Doch just die Vorreiterinnen kämpfen nun ums wirtschaftliche Überleben. Deutlich macht dies Geschäftsführerin und Mitgesellschafterin Kassar in einer Videobotschaft: "Es geht uns finanziell wirklich nicht gut. Es ist das schwierigste Jahr, seit wir aufgesperrt haben", sagt Kassar auf ihrem Instagram-Kanal.

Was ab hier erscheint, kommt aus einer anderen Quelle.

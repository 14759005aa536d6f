//! User configuration.
//!
//! Values are layered: built-in defaults from [`constants`], then the optional
//! `config.toml` in the config directory, then command-line flags applied by
//! the individual tools.

use std::path::{Path, PathBuf};

use color_eyre::eyre::{eyre, WrapErr};
use color_eyre::Result;
use serde::Deserialize;

use crate::constants;

/// Where the config directory came from, for diagnostics.
#[derive(Debug, Clone, Copy, PartialEq, Eq)]
pub enum ConfigSource {
    /// `--config-dir` flag or `AIO_CONFIG_DIR`.
    Override,
    /// Platform config directory (e.g. `~/.config/aio`).
    Platform,
    /// `~/.aio` fallback.
    Home,
}

impl std::fmt::Display for ConfigSource {
    fn fmt(&self, f: &mut std::fmt::Formatter<'_>) -> std::fmt::Result {
        match self {
            Self::Override => write!(f, "override"),
            Self::Platform => write!(f, "default"),
            Self::Home => write!(f, "home fallback"),
        }
    }
}

/// Port scanner defaults.
#[derive(Debug, Clone, PartialEq, Deserialize)]
#[serde(default, deny_unknown_fields)]
pub struct PortScanConfig {
    pub timeout_secs: f64,
    pub workers: usize,
}

impl Default for PortScanConfig {
    fn default() -> Self {
        Self {
            timeout_secs: constants::PORT_SCAN_TIMEOUT_SECS,
            workers: constants::PORT_SCAN_WORKERS,
        }
    }
}

/// Base URLs of the third-party services used by the HTTP tools.
#[derive(Debug, Clone, PartialEq, Deserialize)]
#[serde(default, deny_unknown_fields)]
pub struct Endpoints {
    pub ipinfo: String,
    pub mac_vendors: String,
    pub wttr: String,
    pub exchange_rate: String,
    pub joke: String,
    pub quote: String,
    pub speed_test: String,
    pub whois: String,
}

impl Default for Endpoints {
    fn default() -> Self {
        Self {
            ipinfo: constants::IPINFO_API.to_string(),
            mac_vendors: constants::MAC_VENDORS_API.to_string(),
            wttr: constants::WTTR_API.to_string(),
            exchange_rate: constants::EXCHANGE_RATE_API.to_string(),
            joke: constants::JOKE_API.to_string(),
            quote: constants::QUOTE_API.to_string(),
            speed_test: constants::SPEED_TEST_URL.to_string(),
            whois: constants::WHOIS_ROOT_SERVER.to_string(),
        }
    }
}

/// Contents of `config.toml`. Every field is optional.
#[derive(Debug, Clone, PartialEq, Deserialize)]
#[serde(default, deny_unknown_fields)]
pub struct FileConfig {
    pub http_timeout_secs: u64,
    pub data_dir: Option<PathBuf>,
    pub default_hash_algorithm: String,
    pub port_scan: PortScanConfig,
    pub endpoints: Endpoints,
}

impl Default for FileConfig {
    fn default() -> Self {
        Self {
            http_timeout_secs: constants::HTTP_TIMEOUT_SECS,
            data_dir: None,
            default_hash_algorithm: constants::DEFAULT_HASH_ALGORITHM.to_string(),
            port_scan: PortScanConfig::default(),
            endpoints: Endpoints::default(),
        }
    }
}

/// Resolved runtime configuration shared by all tools.
#[derive(Debug, Clone)]
pub struct Config {
    pub config_dir: PathBuf,
    pub source: ConfigSource,
    /// Whether `config.toml` existed and was loaded.
    pub file_loaded: bool,
    pub settings: FileConfig,
}

impl Config {
    /// Resolves the config directory and loads `config.toml` if present.
    ///
    /// # Errors
    ///
    /// Returns an error if no config directory can be determined or the
    /// config file exists but cannot be read or parsed.
    pub fn load(dir_override: Option<&Path>) -> Result<Self> {
        let (config_dir, source) = resolve_config_dir(dir_override)?;
        let path = config_dir.join(constants::CONFIG_FILE_NAME);

        let (settings, file_loaded) = if path.is_file() {
            let raw = std::fs::read_to_string(&path)
                .wrap_err_with(|| format!("Failed to read {}", path.display()))?;
            (parse_settings(&raw).wrap_err_with(|| format!("Invalid {}", path.display()))?, true)
        } else {
            (FileConfig::default(), false)
        };

        tracing::debug!(dir = %config_dir.display(), %source, file_loaded, "configuration resolved");

        Ok(Self {
            config_dir,
            source,
            file_loaded,
            settings,
        })
    }

    /// Config rooted at `dir` with default settings, without touching the disk.
    #[must_use]
    pub fn with_dir(dir: &Path) -> Self {
        Self {
            config_dir: dir.to_path_buf(),
            source: ConfigSource::Override,
            file_loaded: false,
            settings: FileConfig::default(),
        }
    }

    /// Directory holding the to-do list and notes.
    #[must_use]
    pub fn data_dir(&self) -> PathBuf {
        match &self.settings.data_dir {
            Some(dir) => crate::utils::expand_home(&dir.to_string_lossy()),
            None => self.config_dir.clone(),
        }
    }

    /// Path of the to-do list file.
    #[must_use]
    pub fn todo_path(&self) -> PathBuf {
        self.data_dir().join(constants::TODO_FILE_NAME)
    }

    /// Path of the notes file.
    #[must_use]
    pub fn notes_path(&self) -> PathBuf {
        self.data_dir().join(constants::NOTES_FILE_NAME)
    }
}

fn parse_settings(raw: &str) -> Result<FileConfig> {
    let settings: FileConfig = toml::from_str(raw)?;
    if settings.http_timeout_secs == 0 {
        return Err(eyre!("http_timeout_secs must be greater than zero"));
    }
    if settings.port_scan.workers == 0 {
        return Err(eyre!("port_scan.workers must be at least 1"));
    }
    Ok(settings)
}

fn resolve_config_dir(dir_override: Option<&Path>) -> Result<(PathBuf, ConfigSource)> {
    if let Some(dir) = dir_override {
        return Ok((
            crate::utils::expand_home(&dir.to_string_lossy()),
            ConfigSource::Override,
        ));
    }
    if let Some(root) = dirs::config_dir() {
        return Ok((root.join(constants::CONFIG_DIR_NAME), ConfigSource::Platform));
    }
    crate::utils::home_dir()
        .map(|home| (home.join(constants::FALLBACK_DIR_NAME), ConfigSource::Home))
        .ok_or_else(|| eyre!("Could not determine a configuration directory; pass --config-dir"))
}

#[cfg(test)]
mod tests {
    use super::*;

    #[test]
    fn test_defaults_when_file_missing() {
        let dir = tempfile::tempdir().unwrap();
        let config = Config::load(Some(dir.path())).unwrap();
        assert!(!config.file_loaded);
        assert_eq!(config.source, ConfigSource::Override);
        assert_eq!(config.settings, FileConfig::default());
        assert_eq!(config.todo_path(), dir.path().join("todo.json"));
    }

    #[test]
    fn test_partial_file_keeps_other_defaults() {
        let dir = tempfile::tempdir().unwrap();
        std::fs::write(
            dir.path().join("config.toml"),
            "http_timeout_secs = 3\n[endpoints]\nwttr = \"http://127.0.0.1:9\"\n",
        )
        .unwrap();

        let config = Config::load(Some(dir.path())).unwrap();
        assert!(config.file_loaded);
        assert_eq!(config.settings.http_timeout_secs, 3);
        assert_eq!(config.settings.endpoints.wttr, "http://127.0.0.1:9");
        assert_eq!(config.settings.endpoints.joke, constants::JOKE_API);
        assert_eq!(config.settings.port_scan, PortScanConfig::default());
    }

    #[test]
    fn test_data_dir_override() {
        let dir = tempfile::tempdir().unwrap();
        let data = dir.path().join("data");
        std::fs::write(
            dir.path().join("config.toml"),
            format!("data_dir = {:?}\n", data.display().to_string()),
        )
        .unwrap();

        let config = Config::load(Some(dir.path())).unwrap();
        assert_eq!(config.notes_path(), data.join("notes.txt"));
    }

    #[test]
    fn test_unknown_key_rejected() {
        assert!(parse_settings("colour = true").is_err());
    }

    #[test]
    fn test_zero_timeout_rejected() {
        assert!(parse_settings("http_timeout_secs = 0").is_err());
        assert!(parse_settings("[port_scan]\nworkers = 0").is_err());
    }
}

Für das "Gramm" in der Neutorgasse, es ist seit Juni leer, werde ein Nachmieter gesucht, da der geplante Umbau in ein inklusives Café gescheitert sei. Man konzentriere sich auf den größeren Standort ("Das Dekagramm") am Joanneumring. Kassar: "Es fällt uns schwer, das Geschäft in der Neutorgasse aufzugeben, aber zwei Standorte können wir uns derzeit nicht leisten."

Montags geschlossen

"Das Dekagramm" war 2018 eröffnet worden, nachdem Investor Walter Krassnitzer, er ist unter anderem Gesellschafter von SMB Industrieanlagenbau, in das Unternehmen eingestiegen war; er hält aktuell 58 Prozent an "Gramm" bzw. "Dekagramm". Mitte August kürzte das Team die Öffnungszeiten, an Montagen ist seither geschlossen. "Wir kämpfen", hieß es bereits damals.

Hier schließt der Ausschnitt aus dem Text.